Patti and Tim Kaminski

By Patti Parish-Kaminski, Publisher

Let’s face it, our reality has been Corona-centric for some time now. But this reality – our COVID crisis – became particularly valid to me this past week when my husband became ill and was diagnosed with the virus. My world – and my heart – stopped for what seemed like was an eternity but in actuality was only eight days.

You see, I’m accustomed to getting much accomplished in a brief period of time. I can multi-task like a pro. I have decades of experience of squeezing 30 hours of tasks in a 24- hour day, but those 192 hours of Tim testing positive and being ill dragged on for centuries.

Personally, I felt that there was much to be done during this time, but I didn’t know exactly what that was. It was beyond frustrating – this fear of the unknown – this fear of what exactly to do to win this battle. I am typically not a fearful person. I have never given fear much thought before because I’m reactive, in a nuclear kind of way, when it comes to my family. But now, I really get it. This virus manifests itself so differently for so many, and frankly, there’s still so much unknown. That just doesn’t work for me. I like to know things. If I don’t know something, or I can’t find someone who does know something, I tend to make things up and convince myself that’s my truth, my personal definition. And let me just say, I’m creative – or some might say eccentric. It works because whatever I conjure up doesn’t necessarily have to be right or even plausible – it just has to be my answer. It annoys my children, but isn’t that what parents are supposed to do – annoy our kids?

Equally annoying as being a serial multi-tasker, I’m also in charge. I like control; I like order. Just ask any of my precious friends who have served on committees with me. I have an agenda, I have a timeline and I have an objective. I’m not big on spinning my wheels with no clear direction. And frankly, it really is in everyone’s best interest to share my agenda, timeline and objective. It just works out better – for all involved.

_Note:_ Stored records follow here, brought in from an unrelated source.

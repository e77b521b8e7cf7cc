//! Error conversions
//!
//! Turns [`AppError`] into the `{ message, action?, errors? }` JSON body,
//! and body-extraction failures into field errors for that envelope.

use super::app_error::AppError;
#[cfg(feature = "axum")]
use super::app_error::FieldErrors;

#[cfg(feature = "axum")]
const DATA_ERROR_PREFIX: &str = "Failed to deserialize the JSON body into the target type: ";

/// Field errors for a rejected JSON body.
///
/// Type mismatches are keyed by the offending field path (`stock`,
/// `categoryIds[0]`); everything else (syntax, missing content type) lands
/// under `body`.
#[cfg(feature = "axum")]
pub fn json_rejection_errors(rejection: &axum::extract::rejection::JsonRejection) -> FieldErrors {
    use axum::extract::rejection::JsonRejection;

    let text = rejection.body_text();
    let (field, message) = match rejection {
        JsonRejection::JsonDataError(_) => {
            let detail = text.strip_prefix(DATA_ERROR_PREFIX).unwrap_or(&text);
            match detail.split_once(": ") {
                Some((path, reason)) if !path.is_empty() && !path.contains(' ') => {
                    (path.to_string(), reason.to_string())
                }
                _ => ("body".to_string(), detail.to_string()),
            }
        }
        _ => ("body".to_string(), text),
    };

    let mut errors = FieldErrors::new();
    errors.entry(field).or_default().push(message);
    errors
}

#[cfg(feature = "axum")]
impl axum::response::IntoResponse for AppError {
    fn into_response(self) -> axum::response::Response {
        use axum::Json;
        use axum::http::StatusCode;

        let status =
            StatusCode::from_u16(self.status_code()).unwrap_or(StatusCode::INTERNAL_SERVER_ERROR);

        let mut body = serde_json::Map::new();
        body.insert("message".into(), self.message().into());
        if let Some(action) = self.action() {
            body.insert("action".into(), action.into());
        }
        if let Some(fields) = self.field_errors() {
            body.insert("errors".into(), serde_json::json!(fields));
        }

        (status, Json(serde_json::Value::Object(body))).into_response()
    }
}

So last week when this vicious virus took charge of Tim – and thankfully let him go back to his healthy self – I was not in charge. And honestly, COVID – even though it might have thought it was – was not in charge either. The true reality of our world situation is that there’s only one individual in charge, and He doesn’t live here. He lives everywhere, He reigns supreme and He will help mankind win this battle. And yes, He knows – as you all do – that I’m really not in charge. Just don’t tell Tim.